[Stored data entries]
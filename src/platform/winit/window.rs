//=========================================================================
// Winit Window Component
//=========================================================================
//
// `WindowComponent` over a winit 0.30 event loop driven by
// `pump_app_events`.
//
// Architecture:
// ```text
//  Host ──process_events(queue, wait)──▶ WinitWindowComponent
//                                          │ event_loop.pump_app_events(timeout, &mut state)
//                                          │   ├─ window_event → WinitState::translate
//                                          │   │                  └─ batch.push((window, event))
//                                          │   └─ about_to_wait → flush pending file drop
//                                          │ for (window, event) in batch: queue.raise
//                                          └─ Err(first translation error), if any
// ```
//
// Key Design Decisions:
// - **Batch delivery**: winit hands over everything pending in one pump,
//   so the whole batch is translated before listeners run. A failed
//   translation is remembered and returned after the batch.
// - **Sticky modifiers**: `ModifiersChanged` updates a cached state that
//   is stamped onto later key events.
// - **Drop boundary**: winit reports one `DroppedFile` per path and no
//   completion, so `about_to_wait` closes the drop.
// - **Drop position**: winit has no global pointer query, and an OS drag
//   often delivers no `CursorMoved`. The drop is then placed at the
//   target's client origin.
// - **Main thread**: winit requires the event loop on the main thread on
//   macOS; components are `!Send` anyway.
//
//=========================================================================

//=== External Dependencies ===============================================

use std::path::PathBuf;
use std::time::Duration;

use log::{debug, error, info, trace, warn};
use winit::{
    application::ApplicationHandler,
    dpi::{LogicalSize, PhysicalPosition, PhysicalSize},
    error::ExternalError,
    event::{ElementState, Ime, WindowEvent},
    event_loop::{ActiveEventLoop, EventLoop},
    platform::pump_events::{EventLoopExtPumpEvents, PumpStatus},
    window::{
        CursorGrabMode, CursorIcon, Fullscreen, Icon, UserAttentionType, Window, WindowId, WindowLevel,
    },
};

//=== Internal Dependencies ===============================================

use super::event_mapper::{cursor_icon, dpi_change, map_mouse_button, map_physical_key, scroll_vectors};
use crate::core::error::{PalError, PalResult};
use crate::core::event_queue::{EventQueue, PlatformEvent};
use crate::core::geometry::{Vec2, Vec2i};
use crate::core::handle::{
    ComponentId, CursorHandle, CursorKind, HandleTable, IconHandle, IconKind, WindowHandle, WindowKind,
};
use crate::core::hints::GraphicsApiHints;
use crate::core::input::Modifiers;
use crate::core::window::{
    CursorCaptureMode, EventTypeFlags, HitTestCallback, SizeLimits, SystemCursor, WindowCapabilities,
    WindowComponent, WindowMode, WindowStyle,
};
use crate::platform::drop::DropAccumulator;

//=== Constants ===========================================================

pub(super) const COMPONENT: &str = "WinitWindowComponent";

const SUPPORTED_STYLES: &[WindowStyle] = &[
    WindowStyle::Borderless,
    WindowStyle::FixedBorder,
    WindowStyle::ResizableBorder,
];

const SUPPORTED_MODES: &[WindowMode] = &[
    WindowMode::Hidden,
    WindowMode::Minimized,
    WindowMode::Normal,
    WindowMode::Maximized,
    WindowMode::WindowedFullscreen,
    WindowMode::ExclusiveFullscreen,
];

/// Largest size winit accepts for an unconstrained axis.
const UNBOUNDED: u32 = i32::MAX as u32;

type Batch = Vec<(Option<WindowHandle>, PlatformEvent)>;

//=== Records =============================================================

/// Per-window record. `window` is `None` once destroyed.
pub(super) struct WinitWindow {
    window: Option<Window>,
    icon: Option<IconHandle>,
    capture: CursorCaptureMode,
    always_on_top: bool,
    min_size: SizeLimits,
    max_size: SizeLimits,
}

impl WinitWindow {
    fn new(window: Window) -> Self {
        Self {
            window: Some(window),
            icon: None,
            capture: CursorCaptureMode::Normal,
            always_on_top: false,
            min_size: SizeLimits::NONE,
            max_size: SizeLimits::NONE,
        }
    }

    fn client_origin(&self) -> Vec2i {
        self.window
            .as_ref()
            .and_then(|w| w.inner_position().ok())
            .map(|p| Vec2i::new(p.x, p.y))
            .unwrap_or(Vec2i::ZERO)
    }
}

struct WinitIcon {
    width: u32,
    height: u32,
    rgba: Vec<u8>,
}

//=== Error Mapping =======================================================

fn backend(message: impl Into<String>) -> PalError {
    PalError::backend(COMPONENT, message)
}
---
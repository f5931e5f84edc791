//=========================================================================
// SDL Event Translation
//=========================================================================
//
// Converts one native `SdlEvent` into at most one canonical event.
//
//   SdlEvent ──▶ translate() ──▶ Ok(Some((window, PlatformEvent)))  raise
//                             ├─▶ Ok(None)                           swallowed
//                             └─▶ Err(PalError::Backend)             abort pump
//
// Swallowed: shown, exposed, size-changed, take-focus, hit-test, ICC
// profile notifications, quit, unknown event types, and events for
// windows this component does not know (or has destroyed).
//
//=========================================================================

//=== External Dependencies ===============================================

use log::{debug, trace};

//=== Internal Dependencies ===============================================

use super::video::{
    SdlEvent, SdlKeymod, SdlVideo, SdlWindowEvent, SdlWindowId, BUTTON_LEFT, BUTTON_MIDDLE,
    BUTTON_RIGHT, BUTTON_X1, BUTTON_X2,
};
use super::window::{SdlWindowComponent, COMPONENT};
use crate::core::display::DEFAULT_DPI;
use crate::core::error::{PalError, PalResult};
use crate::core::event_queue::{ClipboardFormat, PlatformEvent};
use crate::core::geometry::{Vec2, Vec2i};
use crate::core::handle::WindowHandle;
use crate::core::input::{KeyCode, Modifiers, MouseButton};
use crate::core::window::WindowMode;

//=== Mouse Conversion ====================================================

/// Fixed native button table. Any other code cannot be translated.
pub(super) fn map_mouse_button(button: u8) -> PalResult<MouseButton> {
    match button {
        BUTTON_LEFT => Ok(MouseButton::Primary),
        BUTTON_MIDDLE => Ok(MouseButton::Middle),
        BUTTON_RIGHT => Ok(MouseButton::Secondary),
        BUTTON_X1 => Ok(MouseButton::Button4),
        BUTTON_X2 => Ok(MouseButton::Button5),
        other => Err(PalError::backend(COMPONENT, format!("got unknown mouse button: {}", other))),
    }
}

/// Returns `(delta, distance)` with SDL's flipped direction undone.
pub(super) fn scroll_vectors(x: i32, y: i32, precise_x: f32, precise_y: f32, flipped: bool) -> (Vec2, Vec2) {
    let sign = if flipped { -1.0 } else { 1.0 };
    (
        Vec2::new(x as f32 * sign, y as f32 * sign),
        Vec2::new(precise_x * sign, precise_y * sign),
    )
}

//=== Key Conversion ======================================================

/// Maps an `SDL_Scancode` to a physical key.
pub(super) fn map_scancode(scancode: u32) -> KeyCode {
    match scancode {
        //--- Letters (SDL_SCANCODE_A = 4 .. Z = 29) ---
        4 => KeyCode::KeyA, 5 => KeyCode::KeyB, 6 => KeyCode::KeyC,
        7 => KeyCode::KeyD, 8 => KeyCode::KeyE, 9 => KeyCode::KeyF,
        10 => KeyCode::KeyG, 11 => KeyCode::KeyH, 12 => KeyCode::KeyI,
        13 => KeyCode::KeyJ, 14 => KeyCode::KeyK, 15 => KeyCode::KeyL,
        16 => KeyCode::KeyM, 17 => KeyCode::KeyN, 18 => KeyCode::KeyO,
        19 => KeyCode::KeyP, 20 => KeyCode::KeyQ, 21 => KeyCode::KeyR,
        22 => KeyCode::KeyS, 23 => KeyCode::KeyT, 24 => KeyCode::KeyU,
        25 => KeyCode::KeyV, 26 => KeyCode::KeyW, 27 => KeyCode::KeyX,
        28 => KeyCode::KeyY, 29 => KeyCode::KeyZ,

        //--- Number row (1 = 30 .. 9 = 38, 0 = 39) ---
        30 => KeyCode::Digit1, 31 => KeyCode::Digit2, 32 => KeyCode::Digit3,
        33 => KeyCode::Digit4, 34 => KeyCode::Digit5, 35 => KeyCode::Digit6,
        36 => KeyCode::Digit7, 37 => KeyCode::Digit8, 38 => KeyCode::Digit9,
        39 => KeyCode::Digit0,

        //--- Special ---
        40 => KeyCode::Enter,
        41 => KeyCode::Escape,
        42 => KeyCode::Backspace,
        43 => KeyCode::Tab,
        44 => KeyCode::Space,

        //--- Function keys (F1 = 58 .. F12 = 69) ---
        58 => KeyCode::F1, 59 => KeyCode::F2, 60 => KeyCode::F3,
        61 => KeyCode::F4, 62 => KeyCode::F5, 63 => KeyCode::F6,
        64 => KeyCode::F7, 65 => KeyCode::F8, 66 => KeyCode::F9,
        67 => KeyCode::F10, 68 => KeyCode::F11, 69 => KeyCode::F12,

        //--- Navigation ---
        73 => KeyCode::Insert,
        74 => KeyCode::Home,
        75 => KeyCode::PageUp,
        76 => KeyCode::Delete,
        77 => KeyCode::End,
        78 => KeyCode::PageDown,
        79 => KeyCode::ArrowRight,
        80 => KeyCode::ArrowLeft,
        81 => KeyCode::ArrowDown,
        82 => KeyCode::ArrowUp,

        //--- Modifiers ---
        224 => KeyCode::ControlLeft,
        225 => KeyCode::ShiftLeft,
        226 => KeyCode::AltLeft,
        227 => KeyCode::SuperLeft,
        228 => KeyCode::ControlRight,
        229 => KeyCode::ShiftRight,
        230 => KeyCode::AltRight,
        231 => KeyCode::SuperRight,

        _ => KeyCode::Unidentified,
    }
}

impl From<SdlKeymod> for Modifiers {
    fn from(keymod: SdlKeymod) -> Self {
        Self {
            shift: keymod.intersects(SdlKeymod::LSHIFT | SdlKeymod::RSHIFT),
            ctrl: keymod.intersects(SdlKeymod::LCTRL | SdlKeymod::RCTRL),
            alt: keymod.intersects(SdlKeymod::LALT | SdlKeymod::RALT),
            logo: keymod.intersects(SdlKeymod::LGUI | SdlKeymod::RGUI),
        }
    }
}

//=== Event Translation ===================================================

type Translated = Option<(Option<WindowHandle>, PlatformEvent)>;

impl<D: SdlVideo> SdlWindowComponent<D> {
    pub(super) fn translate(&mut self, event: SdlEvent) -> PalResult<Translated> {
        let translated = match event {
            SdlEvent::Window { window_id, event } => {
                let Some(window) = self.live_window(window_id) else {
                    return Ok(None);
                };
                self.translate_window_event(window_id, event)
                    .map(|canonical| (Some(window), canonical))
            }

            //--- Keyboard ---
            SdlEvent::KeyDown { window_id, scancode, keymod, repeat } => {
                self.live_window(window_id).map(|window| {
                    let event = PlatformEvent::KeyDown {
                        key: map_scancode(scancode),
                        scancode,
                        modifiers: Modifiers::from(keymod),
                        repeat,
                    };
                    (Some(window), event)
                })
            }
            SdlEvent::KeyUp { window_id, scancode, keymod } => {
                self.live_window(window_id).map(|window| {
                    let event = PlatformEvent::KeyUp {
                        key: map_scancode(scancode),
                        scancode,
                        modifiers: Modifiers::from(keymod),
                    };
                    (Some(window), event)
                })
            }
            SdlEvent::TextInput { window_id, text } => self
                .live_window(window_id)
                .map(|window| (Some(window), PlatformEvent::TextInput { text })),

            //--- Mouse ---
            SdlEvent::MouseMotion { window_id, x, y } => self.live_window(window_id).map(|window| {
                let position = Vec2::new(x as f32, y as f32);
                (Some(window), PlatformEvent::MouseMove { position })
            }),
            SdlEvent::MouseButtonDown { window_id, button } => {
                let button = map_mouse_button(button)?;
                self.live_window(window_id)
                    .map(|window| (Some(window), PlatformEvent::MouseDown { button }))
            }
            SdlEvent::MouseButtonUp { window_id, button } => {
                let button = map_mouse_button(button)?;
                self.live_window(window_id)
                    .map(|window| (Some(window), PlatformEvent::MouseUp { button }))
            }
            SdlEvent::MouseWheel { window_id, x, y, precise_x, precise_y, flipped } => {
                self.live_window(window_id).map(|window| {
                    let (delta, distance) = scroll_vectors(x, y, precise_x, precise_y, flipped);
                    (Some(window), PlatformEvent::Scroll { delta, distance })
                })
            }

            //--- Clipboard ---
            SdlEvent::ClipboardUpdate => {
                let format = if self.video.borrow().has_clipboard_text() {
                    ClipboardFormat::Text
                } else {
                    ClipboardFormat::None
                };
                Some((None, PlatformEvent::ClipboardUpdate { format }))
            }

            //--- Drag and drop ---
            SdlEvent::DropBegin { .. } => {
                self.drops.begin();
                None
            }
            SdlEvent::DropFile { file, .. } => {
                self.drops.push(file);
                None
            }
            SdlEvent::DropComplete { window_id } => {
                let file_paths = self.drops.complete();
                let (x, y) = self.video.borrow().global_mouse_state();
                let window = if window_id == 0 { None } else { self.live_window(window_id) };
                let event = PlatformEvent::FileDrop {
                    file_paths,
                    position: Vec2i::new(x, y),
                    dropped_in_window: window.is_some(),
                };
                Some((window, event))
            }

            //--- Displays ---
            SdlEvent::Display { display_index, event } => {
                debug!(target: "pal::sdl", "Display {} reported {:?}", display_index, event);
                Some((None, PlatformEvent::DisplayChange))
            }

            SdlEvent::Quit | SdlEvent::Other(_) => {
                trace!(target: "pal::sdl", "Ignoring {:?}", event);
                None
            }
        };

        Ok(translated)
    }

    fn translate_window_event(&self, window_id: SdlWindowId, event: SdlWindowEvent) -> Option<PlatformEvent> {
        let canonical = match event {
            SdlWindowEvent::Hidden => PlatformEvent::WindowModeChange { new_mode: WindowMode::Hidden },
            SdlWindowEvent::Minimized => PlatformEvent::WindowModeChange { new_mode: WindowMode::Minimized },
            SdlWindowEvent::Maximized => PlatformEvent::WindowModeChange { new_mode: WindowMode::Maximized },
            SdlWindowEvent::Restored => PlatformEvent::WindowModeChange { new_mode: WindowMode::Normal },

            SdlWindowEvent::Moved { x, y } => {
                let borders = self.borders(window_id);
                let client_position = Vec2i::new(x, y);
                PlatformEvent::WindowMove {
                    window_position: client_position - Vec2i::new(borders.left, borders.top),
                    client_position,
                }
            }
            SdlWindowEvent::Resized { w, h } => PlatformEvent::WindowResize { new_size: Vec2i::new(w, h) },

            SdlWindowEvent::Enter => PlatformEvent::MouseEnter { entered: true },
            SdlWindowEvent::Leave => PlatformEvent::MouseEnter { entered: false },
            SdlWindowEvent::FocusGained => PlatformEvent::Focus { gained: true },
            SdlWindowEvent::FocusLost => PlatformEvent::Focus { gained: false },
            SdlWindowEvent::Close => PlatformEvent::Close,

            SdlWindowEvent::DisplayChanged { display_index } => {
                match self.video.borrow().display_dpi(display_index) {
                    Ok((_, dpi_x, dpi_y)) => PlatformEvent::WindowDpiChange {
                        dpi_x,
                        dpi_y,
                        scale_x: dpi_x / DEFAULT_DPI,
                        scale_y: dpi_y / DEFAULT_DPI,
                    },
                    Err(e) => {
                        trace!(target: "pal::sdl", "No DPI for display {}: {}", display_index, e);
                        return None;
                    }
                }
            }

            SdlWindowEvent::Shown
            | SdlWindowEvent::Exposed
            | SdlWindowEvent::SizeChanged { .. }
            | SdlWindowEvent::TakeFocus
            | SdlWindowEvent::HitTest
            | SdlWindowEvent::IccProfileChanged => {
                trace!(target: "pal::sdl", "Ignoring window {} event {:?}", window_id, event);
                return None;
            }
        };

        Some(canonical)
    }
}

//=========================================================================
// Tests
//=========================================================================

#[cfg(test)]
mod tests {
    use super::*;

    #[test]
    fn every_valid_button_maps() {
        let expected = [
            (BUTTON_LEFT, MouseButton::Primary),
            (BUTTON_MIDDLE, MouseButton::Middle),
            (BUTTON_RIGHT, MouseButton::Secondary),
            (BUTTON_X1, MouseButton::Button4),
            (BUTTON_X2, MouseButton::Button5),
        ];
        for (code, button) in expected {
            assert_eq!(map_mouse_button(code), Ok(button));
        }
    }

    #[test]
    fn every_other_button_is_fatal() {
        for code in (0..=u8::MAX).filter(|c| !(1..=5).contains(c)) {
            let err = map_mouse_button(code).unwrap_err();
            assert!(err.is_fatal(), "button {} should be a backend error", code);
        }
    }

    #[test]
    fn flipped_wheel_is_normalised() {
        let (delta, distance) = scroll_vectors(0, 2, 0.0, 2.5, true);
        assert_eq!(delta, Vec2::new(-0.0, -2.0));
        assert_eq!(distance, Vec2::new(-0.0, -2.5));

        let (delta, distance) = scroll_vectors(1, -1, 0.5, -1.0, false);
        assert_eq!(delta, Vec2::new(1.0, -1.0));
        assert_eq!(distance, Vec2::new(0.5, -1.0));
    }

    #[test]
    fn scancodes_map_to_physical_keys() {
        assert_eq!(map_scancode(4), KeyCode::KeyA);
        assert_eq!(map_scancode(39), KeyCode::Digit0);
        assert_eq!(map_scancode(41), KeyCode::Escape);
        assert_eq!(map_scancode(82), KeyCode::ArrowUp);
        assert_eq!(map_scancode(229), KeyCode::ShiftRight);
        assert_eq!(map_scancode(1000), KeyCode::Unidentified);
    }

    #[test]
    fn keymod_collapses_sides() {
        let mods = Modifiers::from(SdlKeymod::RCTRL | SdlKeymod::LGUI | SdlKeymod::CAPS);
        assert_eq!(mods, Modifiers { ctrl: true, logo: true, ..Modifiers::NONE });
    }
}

Task objective
Report each line of the records that holds the word "trace".

Task result
use log::{debug, error, info, trace, warn};
use log::{debug, trace};
                trace!(target: "pal::sdl", "Ignoring {:?}", event);
                        trace!(target: "pal::sdl", "No DPI for display {}: {}", display_index, e);
                trace!(target: "pal::sdl", "Ignoring window {} event {:?}", window_id, event);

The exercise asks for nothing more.